Task details
Copy out every line of the records in which "errors" can be found.

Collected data
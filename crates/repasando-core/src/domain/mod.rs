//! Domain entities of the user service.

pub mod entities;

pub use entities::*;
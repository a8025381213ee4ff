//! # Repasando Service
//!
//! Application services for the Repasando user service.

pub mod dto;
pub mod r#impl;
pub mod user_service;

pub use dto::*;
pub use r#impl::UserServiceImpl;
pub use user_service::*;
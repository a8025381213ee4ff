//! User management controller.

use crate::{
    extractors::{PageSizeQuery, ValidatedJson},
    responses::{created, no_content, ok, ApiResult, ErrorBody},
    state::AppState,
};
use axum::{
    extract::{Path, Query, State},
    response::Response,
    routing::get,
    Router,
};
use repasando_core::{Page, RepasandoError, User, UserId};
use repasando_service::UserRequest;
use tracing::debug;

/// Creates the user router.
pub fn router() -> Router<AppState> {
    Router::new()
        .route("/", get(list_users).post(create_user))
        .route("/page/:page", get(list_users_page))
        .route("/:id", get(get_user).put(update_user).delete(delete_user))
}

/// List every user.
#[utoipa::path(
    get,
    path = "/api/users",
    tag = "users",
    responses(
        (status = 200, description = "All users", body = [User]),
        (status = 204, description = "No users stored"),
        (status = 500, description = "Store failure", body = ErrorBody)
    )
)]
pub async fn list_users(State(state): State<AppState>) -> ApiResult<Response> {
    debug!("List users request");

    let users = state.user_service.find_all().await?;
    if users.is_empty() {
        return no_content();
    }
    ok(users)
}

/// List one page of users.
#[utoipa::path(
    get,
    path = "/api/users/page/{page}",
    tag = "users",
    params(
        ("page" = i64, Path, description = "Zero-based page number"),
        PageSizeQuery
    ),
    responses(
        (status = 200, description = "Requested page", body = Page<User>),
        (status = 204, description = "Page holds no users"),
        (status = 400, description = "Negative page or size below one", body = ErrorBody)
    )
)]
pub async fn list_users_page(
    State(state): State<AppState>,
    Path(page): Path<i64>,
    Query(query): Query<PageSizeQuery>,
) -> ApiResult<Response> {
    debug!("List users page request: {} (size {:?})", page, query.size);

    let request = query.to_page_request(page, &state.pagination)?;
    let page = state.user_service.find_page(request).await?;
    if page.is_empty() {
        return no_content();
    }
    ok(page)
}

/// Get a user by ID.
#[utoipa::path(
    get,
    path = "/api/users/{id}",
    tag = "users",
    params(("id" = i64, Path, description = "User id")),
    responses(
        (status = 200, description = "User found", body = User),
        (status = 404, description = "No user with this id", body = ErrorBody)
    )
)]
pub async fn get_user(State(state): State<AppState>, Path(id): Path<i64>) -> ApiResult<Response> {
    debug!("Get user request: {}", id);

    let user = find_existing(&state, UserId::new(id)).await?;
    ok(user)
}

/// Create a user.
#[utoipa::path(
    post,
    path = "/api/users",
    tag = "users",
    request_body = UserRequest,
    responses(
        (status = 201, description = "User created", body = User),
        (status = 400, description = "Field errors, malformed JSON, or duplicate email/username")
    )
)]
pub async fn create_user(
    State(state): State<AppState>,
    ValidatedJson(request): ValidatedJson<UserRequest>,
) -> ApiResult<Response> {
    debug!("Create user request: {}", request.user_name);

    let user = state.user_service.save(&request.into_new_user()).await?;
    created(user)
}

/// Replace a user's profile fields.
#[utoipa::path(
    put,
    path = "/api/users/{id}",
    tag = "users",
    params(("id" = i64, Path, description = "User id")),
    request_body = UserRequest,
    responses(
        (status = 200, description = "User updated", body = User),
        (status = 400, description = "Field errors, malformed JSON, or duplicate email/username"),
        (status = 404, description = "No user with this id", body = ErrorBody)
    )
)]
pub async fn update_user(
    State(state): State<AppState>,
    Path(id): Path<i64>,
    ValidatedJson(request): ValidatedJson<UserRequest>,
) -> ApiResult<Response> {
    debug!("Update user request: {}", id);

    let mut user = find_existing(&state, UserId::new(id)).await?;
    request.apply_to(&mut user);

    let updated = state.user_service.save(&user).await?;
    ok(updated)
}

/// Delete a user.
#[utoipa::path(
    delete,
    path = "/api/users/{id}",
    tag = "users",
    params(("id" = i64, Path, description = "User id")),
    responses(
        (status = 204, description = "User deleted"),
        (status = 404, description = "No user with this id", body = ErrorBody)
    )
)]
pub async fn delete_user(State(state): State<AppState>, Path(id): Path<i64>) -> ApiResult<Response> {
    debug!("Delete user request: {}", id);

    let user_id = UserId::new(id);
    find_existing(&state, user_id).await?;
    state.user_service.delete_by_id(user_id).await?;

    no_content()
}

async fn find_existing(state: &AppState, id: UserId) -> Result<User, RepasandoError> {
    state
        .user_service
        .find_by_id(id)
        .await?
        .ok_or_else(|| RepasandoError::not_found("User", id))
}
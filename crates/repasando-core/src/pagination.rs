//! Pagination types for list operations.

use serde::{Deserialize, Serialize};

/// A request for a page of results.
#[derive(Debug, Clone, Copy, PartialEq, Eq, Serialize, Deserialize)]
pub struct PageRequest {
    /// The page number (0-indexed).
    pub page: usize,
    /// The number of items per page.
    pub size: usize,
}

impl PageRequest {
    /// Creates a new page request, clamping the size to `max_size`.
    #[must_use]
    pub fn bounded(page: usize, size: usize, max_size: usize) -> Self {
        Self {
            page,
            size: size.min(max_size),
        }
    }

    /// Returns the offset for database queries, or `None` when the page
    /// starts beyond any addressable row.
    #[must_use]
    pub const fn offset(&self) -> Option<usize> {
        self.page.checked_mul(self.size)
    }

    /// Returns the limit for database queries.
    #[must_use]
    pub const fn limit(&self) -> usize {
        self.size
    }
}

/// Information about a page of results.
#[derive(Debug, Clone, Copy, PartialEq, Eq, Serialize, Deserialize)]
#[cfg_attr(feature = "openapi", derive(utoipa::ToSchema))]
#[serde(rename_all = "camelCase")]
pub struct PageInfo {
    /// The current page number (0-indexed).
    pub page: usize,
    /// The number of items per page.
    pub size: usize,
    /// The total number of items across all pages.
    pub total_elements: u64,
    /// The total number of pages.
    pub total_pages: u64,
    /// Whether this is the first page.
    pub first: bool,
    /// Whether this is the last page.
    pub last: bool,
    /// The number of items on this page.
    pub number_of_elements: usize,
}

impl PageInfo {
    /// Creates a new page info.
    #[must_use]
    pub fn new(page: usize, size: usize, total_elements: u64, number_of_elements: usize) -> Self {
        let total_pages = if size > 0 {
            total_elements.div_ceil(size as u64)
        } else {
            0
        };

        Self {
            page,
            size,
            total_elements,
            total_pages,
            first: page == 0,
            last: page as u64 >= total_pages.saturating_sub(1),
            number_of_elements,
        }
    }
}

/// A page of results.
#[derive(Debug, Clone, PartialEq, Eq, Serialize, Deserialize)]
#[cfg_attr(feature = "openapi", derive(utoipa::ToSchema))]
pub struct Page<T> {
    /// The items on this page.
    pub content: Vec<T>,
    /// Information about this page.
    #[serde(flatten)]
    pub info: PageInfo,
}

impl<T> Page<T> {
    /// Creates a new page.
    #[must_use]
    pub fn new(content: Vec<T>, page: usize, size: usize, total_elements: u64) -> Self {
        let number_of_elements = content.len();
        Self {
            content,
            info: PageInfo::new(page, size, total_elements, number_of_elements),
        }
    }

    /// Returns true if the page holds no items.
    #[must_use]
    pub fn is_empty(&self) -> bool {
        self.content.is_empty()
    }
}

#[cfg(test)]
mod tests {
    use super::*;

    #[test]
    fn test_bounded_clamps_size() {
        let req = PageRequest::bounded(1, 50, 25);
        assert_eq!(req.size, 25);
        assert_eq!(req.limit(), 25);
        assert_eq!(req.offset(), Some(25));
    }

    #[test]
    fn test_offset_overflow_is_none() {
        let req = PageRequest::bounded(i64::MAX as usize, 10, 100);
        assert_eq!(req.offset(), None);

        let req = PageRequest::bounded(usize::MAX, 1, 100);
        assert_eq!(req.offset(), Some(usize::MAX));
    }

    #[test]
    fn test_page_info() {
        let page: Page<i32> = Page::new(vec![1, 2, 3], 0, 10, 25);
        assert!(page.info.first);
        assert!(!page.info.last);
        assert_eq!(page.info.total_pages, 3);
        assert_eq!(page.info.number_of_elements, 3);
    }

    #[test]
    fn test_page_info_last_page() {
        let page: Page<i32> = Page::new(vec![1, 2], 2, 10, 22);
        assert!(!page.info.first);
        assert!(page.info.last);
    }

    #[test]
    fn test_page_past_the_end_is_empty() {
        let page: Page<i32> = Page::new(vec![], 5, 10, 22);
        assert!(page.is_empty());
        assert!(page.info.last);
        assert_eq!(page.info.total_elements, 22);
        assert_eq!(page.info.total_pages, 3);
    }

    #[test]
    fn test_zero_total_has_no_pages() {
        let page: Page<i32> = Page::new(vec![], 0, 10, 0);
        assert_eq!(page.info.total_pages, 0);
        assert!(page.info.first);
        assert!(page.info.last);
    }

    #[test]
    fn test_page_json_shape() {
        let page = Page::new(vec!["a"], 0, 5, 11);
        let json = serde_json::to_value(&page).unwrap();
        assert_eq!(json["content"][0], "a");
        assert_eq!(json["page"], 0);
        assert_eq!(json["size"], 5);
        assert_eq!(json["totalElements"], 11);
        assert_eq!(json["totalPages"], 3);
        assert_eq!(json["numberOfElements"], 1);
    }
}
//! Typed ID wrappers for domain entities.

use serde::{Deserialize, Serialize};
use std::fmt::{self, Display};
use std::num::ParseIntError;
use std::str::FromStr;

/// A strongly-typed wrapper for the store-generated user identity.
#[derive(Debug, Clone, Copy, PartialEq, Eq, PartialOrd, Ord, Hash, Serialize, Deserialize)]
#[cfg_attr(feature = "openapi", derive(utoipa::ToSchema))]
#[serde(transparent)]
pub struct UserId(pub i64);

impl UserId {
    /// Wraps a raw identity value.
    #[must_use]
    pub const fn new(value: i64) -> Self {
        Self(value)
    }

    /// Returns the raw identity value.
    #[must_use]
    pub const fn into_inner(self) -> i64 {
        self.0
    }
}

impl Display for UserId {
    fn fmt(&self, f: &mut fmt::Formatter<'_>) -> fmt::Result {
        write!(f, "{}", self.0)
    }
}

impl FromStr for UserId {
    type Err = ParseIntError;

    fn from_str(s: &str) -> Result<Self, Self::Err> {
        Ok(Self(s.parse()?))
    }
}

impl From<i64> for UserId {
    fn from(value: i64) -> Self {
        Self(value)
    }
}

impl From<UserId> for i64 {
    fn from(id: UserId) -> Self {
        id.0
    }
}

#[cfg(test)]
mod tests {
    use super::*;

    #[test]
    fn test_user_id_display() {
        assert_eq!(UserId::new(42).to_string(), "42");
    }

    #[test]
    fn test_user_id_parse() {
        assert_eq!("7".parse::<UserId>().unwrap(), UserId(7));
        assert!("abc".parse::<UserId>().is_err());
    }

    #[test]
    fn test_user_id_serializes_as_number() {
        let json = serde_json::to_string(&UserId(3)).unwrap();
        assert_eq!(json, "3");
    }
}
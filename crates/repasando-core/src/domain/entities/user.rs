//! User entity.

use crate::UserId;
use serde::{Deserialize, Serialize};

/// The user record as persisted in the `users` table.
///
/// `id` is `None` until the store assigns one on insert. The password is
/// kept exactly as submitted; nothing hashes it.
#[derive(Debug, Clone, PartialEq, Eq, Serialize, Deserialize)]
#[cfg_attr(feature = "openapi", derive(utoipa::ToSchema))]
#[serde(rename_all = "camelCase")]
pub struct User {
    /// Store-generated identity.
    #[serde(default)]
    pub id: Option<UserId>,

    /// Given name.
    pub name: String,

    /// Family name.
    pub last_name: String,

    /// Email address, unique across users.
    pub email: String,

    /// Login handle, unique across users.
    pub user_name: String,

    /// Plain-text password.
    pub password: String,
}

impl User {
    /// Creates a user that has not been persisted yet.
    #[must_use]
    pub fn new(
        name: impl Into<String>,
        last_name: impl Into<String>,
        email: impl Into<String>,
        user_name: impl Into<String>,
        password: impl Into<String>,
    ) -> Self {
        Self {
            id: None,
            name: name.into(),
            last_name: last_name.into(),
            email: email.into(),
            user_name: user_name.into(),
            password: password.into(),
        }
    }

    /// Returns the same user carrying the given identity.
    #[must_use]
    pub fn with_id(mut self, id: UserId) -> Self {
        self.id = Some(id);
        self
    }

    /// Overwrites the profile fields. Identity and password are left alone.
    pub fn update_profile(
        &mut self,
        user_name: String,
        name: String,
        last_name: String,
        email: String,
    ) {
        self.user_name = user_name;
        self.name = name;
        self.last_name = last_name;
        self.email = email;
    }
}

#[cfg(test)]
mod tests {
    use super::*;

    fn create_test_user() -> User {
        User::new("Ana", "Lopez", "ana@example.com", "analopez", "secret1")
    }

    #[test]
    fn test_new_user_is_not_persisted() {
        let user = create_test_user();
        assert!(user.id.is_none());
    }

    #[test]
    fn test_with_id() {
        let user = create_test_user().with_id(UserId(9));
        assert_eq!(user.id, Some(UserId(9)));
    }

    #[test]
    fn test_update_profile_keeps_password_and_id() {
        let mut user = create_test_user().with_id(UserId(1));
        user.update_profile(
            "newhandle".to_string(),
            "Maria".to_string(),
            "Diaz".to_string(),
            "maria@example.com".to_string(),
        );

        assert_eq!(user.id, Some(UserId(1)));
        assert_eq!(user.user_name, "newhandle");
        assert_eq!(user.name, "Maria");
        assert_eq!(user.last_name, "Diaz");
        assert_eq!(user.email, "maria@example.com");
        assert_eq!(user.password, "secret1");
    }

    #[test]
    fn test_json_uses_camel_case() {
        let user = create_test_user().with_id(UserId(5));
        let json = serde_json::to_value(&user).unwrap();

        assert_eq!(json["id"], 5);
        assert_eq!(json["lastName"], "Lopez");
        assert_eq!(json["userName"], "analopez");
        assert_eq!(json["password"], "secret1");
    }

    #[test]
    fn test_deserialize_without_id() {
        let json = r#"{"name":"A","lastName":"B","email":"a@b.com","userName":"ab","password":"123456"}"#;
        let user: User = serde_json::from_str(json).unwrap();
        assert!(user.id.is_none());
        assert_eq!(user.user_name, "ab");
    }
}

Written response
        (status = 400, description = "Field errors, malformed JSON, or duplicate email/username")
        (status = 400, description = "Field errors, malformed JSON, or duplicate email/username"),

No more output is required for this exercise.